Impedance measurement front-end based on signal four-phase detection
DOI:
https://doi.org/10.20535/RADAP.2018.72.62-68Keywords:
impedance spectroscopy, signal front-end, Internet of Things, SPICE simulationAbstract
Internet of Things (IoT), a new direction in information and communication systems, has a significant impact on the development of novel electronics devices. Further progress in the field of IoT devices is conditioned by the development of sensor devices, and in particular, analog front-ends and signal converters for IoT sensors. High sensitivity and wide range applications of IoT sensors can be achieved by methods of impedance spectroscopy. Compared with other methods of physical research, impedance spectroscopy and based on it IoT sensor devices provide ease of implementation, high energy efficiency, good resolution and selectivity. In this paper, we present results of the development and model study of the impedance measuring transducer using the four-phase signal integration method.The implementation of impedance spectroscopy assumes a transition from frequency plots to plots on the complex plane, called as Nyquist plots. The data obtained in this paper are based on the SPICE (Simulation Program with Integrated Circuit Emphasis) model studding methodology, which compares small signal Alternative Current Analysis with large signal Transient Analysis. During the Alternative Current Analysis, Nyquist impedance plot are obtained in the idealized case, and during the Transient Analysis the active ReZ value and reactive ImZ impedance components are calculated for the actual parameters of the measuring transducers and the form of the activating signals.

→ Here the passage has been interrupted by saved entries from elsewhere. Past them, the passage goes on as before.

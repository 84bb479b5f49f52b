use serde::{Deserialize, Serialize};

use crate::product::Product;

/// One line of the locally persisted cart. Unique by `id` within a cart.
#[derive(Debug, Clone, PartialEq, Eq, Serialize, Deserialize)]
pub struct CartItem {
    #[serde(deserialize_with = "crate::product::string_or_number")]
    pub id: String,
    pub name: String,
    #[serde(default)]
    pub brand: String,
    #[serde(deserialize_with = "crate::product::price")]
    pub price: u64,
    pub quantity: u32,
}

impl CartItem {
    pub fn subtotal(&self) -> u64 {
        self.price * u64::from(self.quantity)
    }
}

impl From<&Product> for CartItem {
    fn from(product: &Product) -> Self {
        Self {
            id: product.id.clone(),
            name: product.name.clone(),
            brand: product.brand.clone().unwrap_or_default(),
            price: product.price,
            quantity: 1,
        }
    }
}

pub fn cart_total(items: &[CartItem]) -> u64 {
    items.iter().map(CartItem::subtotal).sum()
}

pub fn cart_item_count(items: &[CartItem]) -> u64 {
    items.iter().map(|i| u64::from(i.quantity)).sum()
}

/// Formats a Rupiah amount with `.` thousands separators, e.g. `Rp 150.000`.
pub fn format_rupiah(amount: u64) -> String {
    let digits = amount.to_string();
    let mut out = String::with_capacity(digits.len() + digits.len() / 3);
    for (i, ch) in digits.chars().enumerate() {
        if i > 0 && (digits.len() - i) % 3 == 0 {
            out.push('.');
        }
        out.push(ch);
    }
    format!("Rp {out}")
}
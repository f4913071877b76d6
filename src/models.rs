//! Wire models mirrored from the clinic API.
//!
//! Every type here deserializes from the camelCase JSON the gateway returns. The models
//! carry no cache state of their own; the caches in [`crate::core`] own them.

pub mod appointment;
pub mod dashboard;
pub mod doctor;
pub mod earnings;
pub mod profile;
pub mod review;

pub use appointment::{
    Appointment, AppointmentFilter, AppointmentId, AppointmentPage, AppointmentPatch,
    AppointmentStatus, Pagination, PaymentStatus,
};
pub use dashboard::{DashboardPayload, DashboardStats, StatusCounts};
pub use doctor::{Doctor, DoctorFilter};
pub use earnings::EarningsBucket;
pub use profile::{Profile, ProfileUpdate};
pub use review::Review;
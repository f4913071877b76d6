//! Doctor profile and the profile update request.
//!
//! The profile update response is the only source that refreshes the dashboard's
//! average rating.

use crate::errors::{Error, Result};
use serde::{Deserialize, Serialize};

/// Doctor profile as returned by `PUT /doctors/profile`.
#[derive(Debug, Clone, PartialEq, Default, Serialize, Deserialize)]
#[serde(rename_all = "camelCase")]
pub struct Profile {
    /// Display name
    pub name: String,
    /// Medical specialization
    #[serde(default, skip_serializing_if = "Option::is_none")]
    pub specialization: Option<String>,
    /// Free-text biography
    #[serde(default, skip_serializing_if = "Option::is_none")]
    pub bio: Option<String>,
    /// Fee per consultation
    #[serde(default, skip_serializing_if = "Option::is_none")]
    pub consultation_fee: Option<f64>,
    /// Mean patient rating, present when the server recomputed it
    #[serde(default, skip_serializing_if = "Option::is_none")]
    pub average_rating: Option<f64>,
}

/// Body of `PUT /doctors/profile`. Only set fields are sent.
#[derive(Debug, Clone, PartialEq, Default, Serialize)]
#[serde(rename_all = "camelCase")]
pub struct ProfileUpdate {
    /// New display name
    #[serde(skip_serializing_if = "Option::is_none")]
    pub name: Option<String>,
    /// New specialization
    #[serde(skip_serializing_if = "Option::is_none")]
    pub specialization: Option<String>,
    /// New biography
    #[serde(skip_serializing_if = "Option::is_none")]
    pub bio: Option<String>,
    /// New consultation fee
    #[serde(skip_serializing_if = "Option::is_none")]
    pub consultation_fee: Option<f64>,
    /// New password
    #[serde(skip_serializing_if = "Option::is_none")]
    pub password: Option<String>,
    /// Confirmation of the new password, checked locally and never sent
    #[serde(skip)]
    pub confirm_password: Option<String>,
}

impl ProfileUpdate {
    /// Client-side preconditions checked before the request is issued.
    ///
    /// # Errors
    /// Returns [`Error::Validation`] when the name is blank, the fee is negative or
    /// not finite, or the password confirmation does not match.
    pub fn validate(&self) -> Result<()> {
        if self.name.as_deref().is_some_and(|name| name.trim().is_empty()) {
            return Err(Error::validation("Name cannot be empty"));
        }

        if let Some(fee) = self.consultation_fee {
            if !fee.is_finite() || fee < 0.0 {
                return Err(Error::validation(format!(
                    "Consultation fee must be a non-negative amount, got {fee}"
                )));
            }
        }

        match (&self.password, &self.confirm_password) {
            (None, None) => Ok(()),
            (Some(password), Some(confirm)) if password == confirm => {
                if password.is_empty() {
                    Err(Error::validation("Password cannot be empty"))
                } else {
                    Ok(())
                }
            }
            _ => Err(Error::validation("Passwords do not match")),
        }
    }
}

We have proposed a new solution of the impedance measuring transducer based on the four-phase signal commutation and integration method. This method consists in the formation of four informative signals, namely, the voltages $V_{Q1}$, $V_{Q2}$, $V_{Q3}$ та $V_{Q4}$, each of which corresponds to the integration results in the corresponding four phases of the activation signal. In these phases, or time t, the sign functions $A_{Q1}(t)$, $A_{Q2}(t)$, $A_{Q3}(t)$, $A_{Q4}(t)$ of synchronous detections are used: $A_{Q1}(t)=1$ at $t=[0...\pi/2]$; $A_{Q2}(t)=1$ at $t=[\pi/2...\pi]$; $A_{Q3}(t)=1$ at $t=[\pi...3\pi/2]$; $A_{Q4}(t)=1$ at $t=[3\pi/2...2\pi]$. In other time these sign functions are equal 0. Output signals of the impedance measuring transducer, namely, voltages of active $V_{RE}$ and the reactive $V_{IM}$ components are formed by adding and subtracting the numerical values of the above four voltages: $V_{RE}=V_{Q1}+V_{Q2}-V_{Q3}-V_{Q4}$; $V_{IM}=V_{Q1}-V_{Q2}-V_{Q3}+V_{Q4}$. The main units of the impedance measuring analog front-end are a synchronous quadrature detector and an integrator or filter.

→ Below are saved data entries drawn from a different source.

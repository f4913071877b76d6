//! Patient review of a doctor.

use chrono::{DateTime, Utc};
use serde::{Deserialize, Serialize};

/// Lowest rating a patient can give.
pub const MIN_RATING: u8 = 1;
/// Highest rating a patient can give.
pub const MAX_RATING: u8 = 5;

/// A single review as returned by `GET /doctors/reviews`.
#[derive(Debug, Clone, PartialEq, Eq, Serialize, Deserialize)]
#[serde(rename_all = "camelCase")]
pub struct Review {
    /// Reference to the reviewing patient
    #[serde(alias = "patient")]
    pub patient_ref: String,
    /// Star rating, 1 to 5 when well formed; anything else is kept so it can be skipped
    pub rating: i64,
    /// Review body
    #[serde(default, alias = "comment")]
    pub text: String,
    /// When the review was written
    pub created_at: DateTime<Utc>,
}

impl Review {
    /// The rating as a star count, if it lies in the accepted range.
    #[must_use]
    pub fn stars(&self) -> Option<u8> {
        u8::try_from(self.rating)
            .ok()
            .filter(|stars| (MIN_RATING..=MAX_RATING).contains(stars))
    }

    /// Whether the rating lies in the accepted star range.
    #[must_use]
    pub fn has_valid_rating(&self) -> bool {
        self.stars().is_some()
    }
}
//! Text rendering helpers for dashboard, earnings and review summaries.
//!
//! These are framework-agnostic and return plain strings that a UI or the CLI can show
//! as they are.

use crate::core::dashboard::average_rating_display;
use crate::core::earnings::{EarningsSummary, average_per_session};
use crate::core::reviews::RatingDistribution;
use crate::models::review::{MAX_RATING, MIN_RATING};
use crate::models::{AppointmentStatus, DashboardStats};
use std::fmt::Write as _;

/// Generates a progress bar string for visual representation.
///
/// Creates a text-based bar like: `[████████░░] 80.0%`
///
/// # Arguments
/// * `percent` - Percentage (0-100); values outside are clamped in the bar only
/// * `bar_length` - Length of the bar in characters (default 10)
#[must_use]
pub fn format_progress_bar(percent: f64, bar_length: Option<usize>) -> String {
    let length = bar_length.unwrap_or(10);
    let clamped = if percent.is_finite() {
        percent.clamp(0.0, 100.0)
    } else {
        0.0
    };

    // Cast safety: clamped ∈ [0, 100], length is small (10-20).
    // Result is mathematically in [0, length], truncation/sign loss intentional for display.
    #[allow(clippy::cast_possible_truncation, clippy::cast_sign_loss, clippy::cast_precision_loss)]
    let filled = ((clamped / 100.0) * length as f64).round() as usize;
    let empty = length.saturating_sub(filled);

    format!("[{}{}] {percent:.1}%", "█".repeat(filled), "░".repeat(empty))
}

/// Formats an amount as currency, e.g. "$50.00".
#[must_use]
pub fn format_amount(amount: f64) -> String {
    if amount < 0.0 {
        format!("-${:.2}", amount.abs())
    } else {
        format!("${amount:.2}")
    }
}

/// Formats a growth rate with an explicit sign, e.g. "+25.0%".
#[must_use]
pub fn format_growth(rate: f64) -> String {
    if rate >= 0.0 {
        format!("+{rate:.1}%")
    } else {
        format!("{rate:.1}%")
    }
}

/// One line per status plus earnings and rating.
#[must_use]
pub fn format_dashboard(stats: &DashboardStats) -> String {
    let mut out = String::new();
    for status in AppointmentStatus::ALL {
        let _ = writeln!(out, "{status:<10} {}", stats.counts.get(status));
    }
    let _ = writeln!(out, "earnings   {}", format_amount(stats.total_earnings));
    let _ = write!(out, "rating     {}", average_rating_display(stats));
    out
}

/// Earnings summary with one line per month, most recent first.
#[must_use]
pub fn format_earnings(summary: &EarningsSummary) -> String {
    let mut out = format!(
        "total {} over {} sessions, growth {}",
        format_amount(summary.total_earnings),
        summary.total_sessions,
        format_growth(summary.growth_rate)
    );
    for bucket in &summary.buckets {
        let _ = write!(
            out,
            "\n{:<15} {:>10} {:>4} sessions, {} avg",
            bucket.label(),
            format_amount(bucket.total),
            bucket.count,
            format_amount(average_per_session(bucket))
        );
    }
    out
}

/// Star-by-star rating bars, highest rating first.
#[must_use]
pub fn format_rating_distribution(distribution: &RatingDistribution) -> String {
    let mut lines = vec![format!(
        "{} reviews, average {:.1}",
        distribution.total(),
        distribution.average()
    )];
    for stars in (MIN_RATING..=MAX_RATING).rev() {
        lines.push(format!(
            "{stars}★ {}",
            format_progress_bar(distribution.percentage(stars), None)
        ));
    }
    lines.join("\n")
}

In comparison to traditional two-phase detection, four-phase detection we have proposed allows avoiding intermediate signal transducing, which provides a significant simplification of impedance measuring transducing. This simplification is achieved by directly integrating the instantaneous value of the $I_{Z}(t)$ current. Important dependences of the measuring transducer output voltages with four-phase integration on the operational amplifiers bandwidth are obtained.

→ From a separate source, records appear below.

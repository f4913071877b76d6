//! Dashboard aggregate cache and reconciler.
//!
//! Counters are loaded wholesale from the server and then kept current by deltas: a
//! status change moves one unit from the previous status bucket to the new one. Deltas
//! never touch `total_earnings`, and `average_rating` changes only when a profile
//! update response carries a new value.

use crate::config::FetchOrdering;
use crate::core::resource::{LoadTracker, RequestTicket, Resource};
use crate::errors::Result;
use crate::models::{AppointmentStatus, DashboardStats};
use tracing::{debug, warn};

/// Highest average rating the dashboard displays.
pub const MAX_AVERAGE_RATING: f64 = 5.0;

/// Moves one appointment from `previous` to `current` in the per-status counts.
///
/// Identical statuses are a no-op, so re-applying the same update is harmless. The
/// sum of all counts is unchanged by every delta.
pub fn apply_status_delta(
    stats: &mut DashboardStats,
    previous: AppointmentStatus,
    current: AppointmentStatus,
) {
    if previous == current {
        return;
    }
    let from = stats.counts.get_mut(previous);
    if *from == 0 {
        warn!(
            "Dashboard count for {} is already zero; counts are out of step with the server",
            previous
        );
        return;
    }
    *from -= 1;
    *stats.counts.get_mut(current) += 1;
    debug!("Dashboard delta applied: {} -> {}", previous, current);
}

/// Display value for the average rating, always a finite number in 0.0..=5.0.
#[must_use]
pub fn average_rating_display(stats: &DashboardStats) -> String {
    let rating = if stats.average_rating.is_finite() {
        stats.average_rating.clamp(0.0, MAX_AVERAGE_RATING)
    } else {
        0.0
    };
    format!("{rating:.1}")
}

/// Cached dashboard counters.
#[derive(Debug, Clone)]
pub struct DashboardCache {
    resource: Resource<DashboardStats>,
}

impl DashboardCache {
    /// Empty, idle cache.
    #[must_use]
    pub const fn new(ordering: FetchOrdering) -> Self {
        Self {
            resource: Resource::new(ordering),
        }
    }

    /// Enters `Loading` for a dashboard fetch.
    pub const fn begin(&mut self) -> RequestTicket {
        self.resource.begin()
    }

    /// Applies a resolved dashboard fetch.
    pub fn complete(&mut self, ticket: RequestTicket, result: Result<DashboardStats>) -> bool {
        self.resource.complete(ticket, result)
    }

    /// Drops the counters, as on logout.
    pub fn clear(&mut self) {
        self.resource.clear();
    }

    /// Reconciles a status change into the counts.
    ///
    /// Without a loaded dashboard there is nothing to reconcile and the change is
    /// ignored; the next load brings fresh counts anyway.
    pub fn reconcile(&mut self, previous: AppointmentStatus, current: AppointmentStatus) {
        match self.resource.data_mut() {
            Some(stats) => apply_status_delta(stats, previous, current),
            None => debug!("Dashboard not loaded, skipping {} -> {} delta", previous, current),
        }
    }

    /// Replaces the average rating with a value from a profile update response.
    ///
    /// Non-finite values are ignored; others are clamped to 0..=5.
    pub fn refresh_average_rating(&mut self, rating: f64) {
        if !rating.is_finite() {
            warn!("Ignoring non-finite average rating {}", rating);
            return;
        }
        if let Some(stats) = self.resource.data_mut() {
            stats.average_rating = rating.clamp(0.0, MAX_AVERAGE_RATING);
        }
    }

    /// Current counters; all zero before the first successful load.
    #[must_use]
    pub fn stats(&self) -> DashboardStats {
        self.resource.data().copied().unwrap_or_default()
    }

    /// Whether counters have ever been loaded.
    #[must_use]
    pub const fn is_loaded(&self) -> bool {
        self.resource.data().is_some()
    }

    /// Loading/error tracker of the dashboard cache.
    #[must_use]
    pub const fn tracker(&self) -> &LoadTracker {
        self.resource.tracker()
    }
}
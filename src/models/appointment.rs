//! Appointment model - a scheduled consultation between a patient and a doctor.
//!
//! Status transitions form a small DAG: pending can become confirmed or cancelled,
//! confirmed can become completed, and completed/cancelled are terminal.

use chrono::NaiveDate;
use serde::{Deserialize, Serialize};
use std::fmt;

/// Opaque server-assigned appointment identifier.
#[derive(Debug, Clone, PartialEq, Eq, Hash, PartialOrd, Ord, Serialize, Deserialize)]
#[serde(transparent)]
pub struct AppointmentId(String);

impl AppointmentId {
    /// Wraps a raw identifier.
    pub fn new(id: impl Into<String>) -> Self {
        Self(id.into())
    }

    /// The raw identifier as sent over the wire.
    #[must_use]
    pub fn as_str(&self) -> &str {
        &self.0
    }
}

impl fmt::Display for AppointmentId {
    fn fmt(&self, f: &mut fmt::Formatter<'_>) -> fmt::Result {
        f.write_str(&self.0)
    }
}

impl From<&str> for AppointmentId {
    fn from(value: &str) -> Self {
        Self::new(value)
    }
}

/// Lifecycle status of an appointment.
#[derive(Debug, Clone, Copy, PartialEq, Eq, Hash, Serialize, Deserialize)]
#[serde(rename_all = "lowercase")]
pub enum AppointmentStatus {
    /// Booked by the patient, awaiting the doctor
    Pending,
    /// Accepted by the doctor
    Confirmed,
    /// Session took place (terminal)
    Completed,
    /// Session will not take place (terminal)
    Cancelled,
}

impl AppointmentStatus {
    /// Every status, in dashboard display order.
    pub const ALL: [Self; 4] = [
        Self::Pending,
        Self::Confirmed,
        Self::Completed,
        Self::Cancelled,
    ];

    /// Terminal statuses have no outgoing transitions.
    #[must_use]
    pub const fn is_terminal(self) -> bool {
        matches!(self, Self::Completed | Self::Cancelled)
    }

    /// Statuses reachable from `self` in one step.
    #[must_use]
    pub const fn next_statuses(self) -> &'static [Self] {
        match self {
            Self::Pending => &[Self::Confirmed, Self::Cancelled],
            Self::Confirmed => &[Self::Completed],
            Self::Completed | Self::Cancelled => &[],
        }
    }

    /// Whether `self -> next` is a legal edge.
    #[must_use]
    pub fn can_transition_to(self, next: Self) -> bool {
        self.next_statuses().contains(&next)
    }

    /// Lowercase wire name, as used in query strings.
    #[must_use]
    pub const fn as_str(self) -> &'static str {
        match self {
            Self::Pending => "pending",
            Self::Confirmed => "confirmed",
            Self::Completed => "completed",
            Self::Cancelled => "cancelled",
        }
    }
}

impl fmt::Display for AppointmentStatus {
    fn fmt(&self, f: &mut fmt::Formatter<'_>) -> fmt::Result {
        f.pad(self.as_str())
    }
}

/// Billing status of an appointment.
#[derive(Debug, Clone, Copy, PartialEq, Eq, Default, Serialize, Deserialize)]
#[serde(rename_all = "lowercase")]
pub enum PaymentStatus {
    /// Not paid yet
    #[default]
    Pending,
    /// Paid in full
    Completed,
}

/// Appointment as returned by the API.
#[derive(Debug, Clone, PartialEq, Serialize, Deserialize)]
#[serde(rename_all = "camelCase")]
pub struct Appointment {
    /// Unique identifier
    #[serde(alias = "_id")]
    pub id: AppointmentId,
    /// Reference to the booking patient
    #[serde(alias = "patient")]
    pub patient_ref: String,
    /// Calendar date of the session
    pub date: NaiveDate,
    /// Time slot, as displayed (e.g. "10:30")
    pub time: String,
    /// Lifecycle status
    pub status: AppointmentStatus,
    /// Billing status
    #[serde(default)]
    pub payment_status: PaymentStatus,
    /// Fee charged for the session
    #[serde(default)]
    pub amount: f64,
    /// Doctor's check-in flag, meaningful only while confirmed
    #[serde(default)]
    pub is_checked: bool,
    /// Free-text description supplied at booking
    #[serde(default, skip_serializing_if = "Option::is_none")]
    pub problem_description: Option<String>,
}

/// Query filter for the appointment list endpoint.
#[derive(Debug, Clone, Default, PartialEq, Eq, Hash)]
pub struct AppointmentFilter {
    /// Restrict to one status
    pub status: Option<AppointmentStatus>,
    /// 1-based page number
    pub page: Option<u32>,
}

impl AppointmentFilter {
    /// Filter on a status, first page.
    #[must_use]
    pub const fn by_status(status: AppointmentStatus) -> Self {
        Self {
            status: Some(status),
            page: None,
        }
    }

    /// Same filter, different page.
    #[must_use]
    pub const fn with_page(mut self, page: u32) -> Self {
        self.page = Some(page);
        self
    }

    /// Query pairs in the order the endpoint documents them.
    #[must_use]
    pub fn query_pairs(&self) -> Vec<(&'static str, String)> {
        let mut pairs = Vec::new();
        if let Some(status) = self.status {
            pairs.push(("status", status.as_str().to_string()));
        }
        if let Some(page) = self.page {
            pairs.push(("page", page.to_string()));
        }
        pairs
    }
}

/// One page of the appointment list.
#[derive(Debug, Clone, PartialEq, Serialize, Deserialize)]
#[serde(rename_all = "camelCase")]
pub struct AppointmentPage {
    /// Appointments on this page
    pub appointments: Vec<Appointment>,
    /// Number of pages for the current filter
    pub total_pages: u32,
    /// Page that was returned
    pub current_page: u32,
    /// Total appointments matching the filter
    pub total: u64,
}

/// Pagination metadata kept alongside the list view.
#[derive(Debug, Clone, Copy, PartialEq, Eq, Default)]
pub struct Pagination {
    /// Current page
    pub page: u32,
    /// Number of pages
    pub total_pages: u32,
    /// Total matching appointments
    pub total: u64,
}

impl From<&AppointmentPage> for Pagination {
    fn from(page: &AppointmentPage) -> Self {
        Self {
            page: page.current_page,
            total_pages: page.total_pages,
            total: page.total,
        }
    }
}

/// Body of `PUT /doctors/appointments/{id}`.
#[derive(Debug, Clone, Default, PartialEq, Eq, Serialize)]
#[serde(rename_all = "camelCase")]
pub struct AppointmentPatch {
    /// New status, if changing
    #[serde(skip_serializing_if = "Option::is_none")]
    pub status: Option<AppointmentStatus>,
    /// New check-in flag, if changing
    #[serde(skip_serializing_if = "Option::is_none")]
    pub is_checked: Option<bool>,
}

#[cfg(test)]
mod tests {
    #![allow(clippy::unwrap_used)]
    use super::*;

    #[test]
    fn test_transition_dag() {
        use AppointmentStatus::{Cancelled, Completed, Confirmed, Pending};

        assert!(Pending.can_transition_to(Confirmed));
        assert!(Pending.can_transition_to(Cancelled));
        assert!(Confirmed.can_transition_to(Completed));

        assert!(!Pending.can_transition_to(Completed));
        assert!(!Confirmed.can_transition_to(Cancelled));
        assert!(!Confirmed.can_transition_to(Pending));
        for terminal in [Completed, Cancelled] {
            assert!(terminal.is_terminal());
            for next in AppointmentStatus::ALL {
                assert!(!terminal.can_transition_to(next));
            }
        }
    }

    #[test]
    fn test_appointment_accepts_mongo_style_id() {
        let json = r#"{
            "_id": "a1",
            "patient": "p9",
            "date": "2024-05-02",
            "time": "09:30",
            "status": "confirmed",
            "paymentStatus": "completed",
            "amount": 40.0,
            "isChecked": true
        }"#;

        let appointment: Appointment = serde_json::from_str(json).unwrap();
        assert_eq!(appointment.id, AppointmentId::from("a1"));
        assert_eq!(appointment.patient_ref, "p9");
        assert_eq!(appointment.status, AppointmentStatus::Confirmed);
        assert_eq!(appointment.payment_status, PaymentStatus::Completed);
        assert!(appointment.is_checked);
        assert!(appointment.problem_description.is_none());
    }

    #[test]
    fn test_patch_omits_unset_fields() {
        let patch = AppointmentPatch {
            status: Some(AppointmentStatus::Confirmed),
            is_checked: None,
        };
        assert_eq!(
            serde_json::to_string(&patch).unwrap(),
            r#"{"status":"confirmed"}"#
        );
    }

    #[test]
    fn test_filter_query_pairs() {
        let filter = AppointmentFilter::by_status(AppointmentStatus::Pending).with_page(3);
        assert_eq!(
            filter.query_pairs(),
            vec![("status", "pending".to_string()), ("page", "3".to_string())]
        );
        assert!(AppointmentFilter::default().query_pairs().is_empty());
    }
}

Results presented in the article are important for developing a new generation of microelectronic IoT sensor devices based on impedance spectroscopy methods. Main areas of application of such sensor devices are materials science, biochemistry, instrumentation, avionics, ecology, etc.
References
Vermesan O. and Friess P. (2013) Internet of Things: Converging Technologies for Smart Environments and Integrated Ecosystems, River Publishers, 363 p.
Yoshimatsu T., Tsuda N. and Yamada J. (2016) Signal processing for distance measurement using laser voltage fluctuation due to self-coupling effect. 2016 10th International Conference on Sensing Technology (ICST). DOI: 10.1109/icsenst.2016.7796306
Holyaka R. and Kostiv N. (2011) Energy-efficient signal converter of thermocouple, temperature sensors. Informatyka, Automatyka, Pomiary, no. 4, pp. 26-28.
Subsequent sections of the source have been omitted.